Azathioprine may result in rare but severe adverse effects in dogs. These include fulminant hepatic necrosis with massive (i.e. >10,000 IU) increases in ALT that should be treated with immediate cessation of azathioprine and aggressive supportive care. Bone marrow suppression may also occur, presumptively because dividing bone marrow stem cells will also incorrectly incorporate 6-MP into newly synthesized DNA. The prevalence of bone marrow suppression in dogs with IMHA treated with long-term azathioprine was 12.5% in one study; fortunately, suppressed cell lines rapidly resolved to discontinuation of azathioprine. Frequent monitoring for hepatic and bone marrow adverse effects is recommended in people, with complete blood counts and liver enzyme activity re-evaluated on an approximately 3-month basis. Toxicity in people is dependent in large part on tissue concentrations of thiopurine methyltransferase (TPMT), the enzyme responsible for 6-MP degradation.

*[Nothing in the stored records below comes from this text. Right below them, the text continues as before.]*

//! Ordering by projection onto a zone's nominal route line.
//!
//! Each delivery point is projected onto the nearest segment of the route
//! polyline. Its position along the route (normalized to `[0, 1]`) decides
//! the visiting order.

use tracing::{debug, warn};

use crate::model::{Coordinate, DeliveryPoint};
use crate::polyline::{Polyline, Segment};
use crate::traits::RouteStrategy;
use crate::zones::Zone;

/// Where a point lands on a route line.
#[derive(Debug, Clone, Copy, PartialEq)]
pub struct RoutePosition {
    /// Normalized distance along the route, in `[0, 1]`.
    pub position: f64,
    /// Perpendicular distance to the nearest segment.
    pub distance: f64,
}

/// Closest point on `segment` to `point`: returns (distance, offset from the
/// segment start). The offset is clamped to `[0, segment length]`.
fn project_onto_segment(point: &Coordinate, segment: &Segment) -> (f64, f64) {
    let (dx, dy) = (segment.end.lat - segment.start.lat, segment.end.lng - segment.start.lng);
    let (px, py) = (point.lat - segment.start.lat, point.lng - segment.start.lng);
    let length = dx.hypot(dy);

    if length == 0.0 {
        return (px.hypot(py), 0.0);
    }

    let (ux, uy) = (dx / length, dy / length);
    let offset = (px * ux + py * uy).max(0.0).min(length);
    let (cx, cy) = (ux * offset, uy * offset);
    ((px - cx).hypot(py - cy), offset)
}

/// Position of `point` along `route`.
///
/// The winning segment is the one with the strictly smallest perpendicular
/// distance, so the earliest segment wins ties. Returns `None` for
/// degenerate routes (see [`Polyline::is_degenerate`]).
pub fn route_position(point: &Coordinate, route: &Polyline) -> Option<RoutePosition> {
    if route.is_degenerate() {
        return None;
    }
    let total = route.length();

    let mut best_distance = f64::INFINITY;
    let mut best_position = 0.0;
    let mut walked = 0.0;
    for segment in route.segments() {
        let (distance, offset) = project_onto_segment(point, &segment);
        if distance < best_distance {
            best_distance = distance;
            best_position = walked + offset;
        }
        walked += segment.length();
    }

    Some(RoutePosition {
        position: best_position / total,
        distance: best_distance,
    })
}

/// Orders points by their position along `route`.
///
/// Equal positions keep input order. Points whose position cannot be
/// computed as a finite number are appended at the end in input order.
/// A degenerate route leaves the input order unchanged.
pub fn order_along(route: &Polyline, points: Vec<DeliveryPoint>) -> Vec<DeliveryPoint> {
    if points.is_empty() {
        return points;
    }
    if route.is_degenerate() {
        warn!(
            waypoints = route.points().len(),
            length = route.length(),
            "route line is degenerate, keeping input order"
        );
        return points;
    }

    let mut placed: Vec<(f64, DeliveryPoint)> = Vec::with_capacity(points.len());
    let mut deferred: Vec<DeliveryPoint> = Vec::new();
    for point in points {
        match route_position(&point.coordinate, route) {
            Some(RoutePosition { position, distance }) if position.is_finite() && distance.is_finite() => {
                debug!(address = %point.address, position, distance, "projected onto route");
                placed.push((position, point));
            }
            other => {
                warn!(address = %point.address, result = ?other, "cannot project point, moving it to the end");
                deferred.push(point);
            }
        }
    }

    // Stable: ties keep input order.
    placed.sort_by(|a, b| a.0.total_cmp(&b.0));

    if !deferred.is_empty() {
        warn!(count = deferred.len(), "points placed at the end of the route");
    }
    placed
        .into_iter()
        .map(|(_, point)| point)
        .chain(deferred)
        .collect()
}

/// Route strategy that follows each zone's nominal route line.
#[derive(Debug, Clone, Copy, Default)]
pub struct LineProjection;

impl RouteStrategy for LineProjection {
    fn name(&self) -> &'static str {
        "line"
    }

    fn order(&self, zone: Option<&Zone>, points: Vec<DeliveryPoint>) -> Vec<DeliveryPoint> {
        match zone.and_then(|zone| zone.route.as_ref()) {
            Some(route) => order_along(route, points),
            None => {
                if !points.is_empty() {
                    warn!(
                        zone = zone.map(|zone| zone.name.as_str()),
                        "no route line configured, keeping input order"
                    );
                }
                points
            }
        }
    }
}
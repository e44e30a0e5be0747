mod properties;
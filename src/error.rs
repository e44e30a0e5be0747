use crate::symbol::NONTERMINAL_BASE;
use std::fmt;

/// Errors reported by the grammar engine.
#[derive(Debug, Clone, Copy, PartialEq, Eq)]
pub enum GrammarError {
    /// The value lies in the range reserved for nonterminal codes.
    ReservedValue { value: u32 },
}

impl fmt::Display for GrammarError {
    fn fmt(&self, f: &mut fmt::Formatter<'_>) -> fmt::Result {
        match self {
            GrammarError::ReservedValue { value } => write!(
                f,
                "value {value:#x} is reserved for nonterminals (terminals must be below {NONTERMINAL_BASE:#x})"
            ),
        }
    }
}

impl std::error::Error for GrammarError {}
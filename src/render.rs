//! Human-readable listing of the grammar.
//!
//! Rules are numbered breadth-first from the root in the order they are
//! first referenced, so the numbering depends only on the grammar's shape and
//! never on the internal rule identities.

use crate::sequitur::Sequitur;
use crate::symbol::{RuleKey, Symbol};
use ahash::AHashMap as HashMap;
use std::collections::VecDeque;
use std::fmt::Write;

/// One symbol of a listed rule body.
#[derive(Debug, Clone, Copy, PartialEq, Eq)]
pub enum Element {
    Terminal(u32),
    /// Reference to the rule at this position in the listing.
    Rule(usize),
}

/// A rule as it appears in [`Sequitur::listing`].
#[derive(Debug, Clone, PartialEq, Eq)]
pub struct ListedRule {
    /// How many nonterminals reference this rule. Always 0 for the root.
    pub usage: u32,
    /// Number of terminals the rule expands to.
    pub expanded_len: usize,
    pub body: Vec<Element>,
}

impl Sequitur {
    /// Breadth-first enumeration of the live grammar, root first.
    pub fn listing(&self) -> Vec<ListedRule> {
        let grammar = &self.grammar;
        let mut assigned = 1;
        let mut numbering: HashMap<RuleKey, usize> = HashMap::new();
        numbering.insert(grammar.root, 0);

        let mut listed = Vec::new();
        let mut queue: VecDeque<RuleKey> = VecDeque::from([grammar.root]);

        while let Some(rule) = queue.pop_front() {
            let body = grammar
                .body(rule)
                .map(|key| match grammar.symbols[key].symbol {
                    Symbol::Terminal { value } => Element::Terminal(value),
                    Symbol::NonTerminal { rule: target, .. } => {
                        let index = *numbering.entry(target).or_insert_with(|| {
                            queue.push_back(target);
                            assigned += 1;
                            assigned - 1
                        });
                        Element::Rule(index)
                    }
                    Symbol::Guard { .. } => unreachable!("guard inside a rule body"),
                })
                .collect();

            listed.push(ListedRule {
                usage: grammar.rules[rule].count,
                expanded_len: 0,
                body,
            });
        }

        fill_expanded_lengths(&mut listed);
        listed
    }

    /// Renders the grammar, one rule per line, with usage counts.
    pub fn render(&self) -> String {
        render_listing(&self.listing(), false)
    }

    /// Like [`Sequitur::render`], with each rule's expanded length appended.
    pub fn render_with_lengths(&self) -> String {
        render_listing(&self.listing(), true)
    }
}

/// Post-order over the rule graph, with an explicit stack. A rule may refer
/// to one listed before it, so listing order alone is not enough.
fn fill_expanded_lengths(listed: &mut [ListedRule]) {
    let mut done = vec![false; listed.len()];

    for start in 0..listed.len() {
        let mut stack = vec![start];
        while let Some(&index) = stack.last() {
            if done[index] {
                stack.pop();
                continue;
            }

            let pending: Vec<usize> = listed[index]
                .body
                .iter()
                .filter_map(|element| match *element {
                    Element::Rule(child) if !done[child] => Some(child),
                    _ => None,
                })
                .collect();

            if pending.is_empty() {
                let len: usize = listed[index]
                    .body
                    .iter()
                    .map(|element| match *element {
                        Element::Terminal(_) => 1,
                        Element::Rule(child) => listed[child].expanded_len,
                    })
                    .sum();
                listed[index].expanded_len = len;
                done[index] = true;
                stack.pop();
            } else {
                stack.extend(pending);
            }
        }
    }
}

fn render_listing(listed: &[ListedRule], with_lengths: bool) -> String {
    let mut out = String::from("Usage\tRule\n");

    for (index, rule) in listed.iter().enumerate() {
        let _ = write!(out, " {}\tR{} ->", rule.usage, index);
        for element in &rule.body {
            out.push(' ');
            match *element {
                Element::Terminal(value) => push_terminal(&mut out, value),
                Element::Rule(child) => {
                    let _ = write!(out, "R{child}");
                }
            }
        }
        if with_lengths {
            let _ = write!(out, "\t({})", rule.expanded_len);
        }
        out.push('\n');
    }

    out
}

/// Writes a terminal so that it cannot be confused with the listing syntax.
fn push_terminal(out: &mut String, value: u32) {
    match char::from_u32(value) {
        Some(' ') => out.push('_'),
        Some('\n') => out.push_str("\\n"),
        Some('\t') => out.push_str("\\t"),
        Some('\r') => out.push_str("\\r"),
        Some(c @ ('\\' | '(' | ')' | '_' | '0'..='9')) => {
            out.push('\\');
            out.push(c);
        }
        Some(c) if !c.is_control() => out.push(c),
        _ => {
            let _ = write!(out, "[{value}]");
        }
    }
}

Approximately 10% of dogs may have decreased tissue concentrations of TPMT, with some breeds (i.e. giant schnauzers) possibly being predisposed to toxic effects.

Healthy cats have significantly lower TPMT concentrations than dogs or people, and therefore severe, fatal bone marrow suppression is induced when azathioprine is mistakenly prescribed at the same dose as used in dogs. Because of the severe risk involved, azathioprine should not be routinely used as an immunosuppressant in cats. If therapy with this drug must be considered following failure of other agents, consultation with an internist to discuss appropriate drug dosing and monitoring is highly recommended.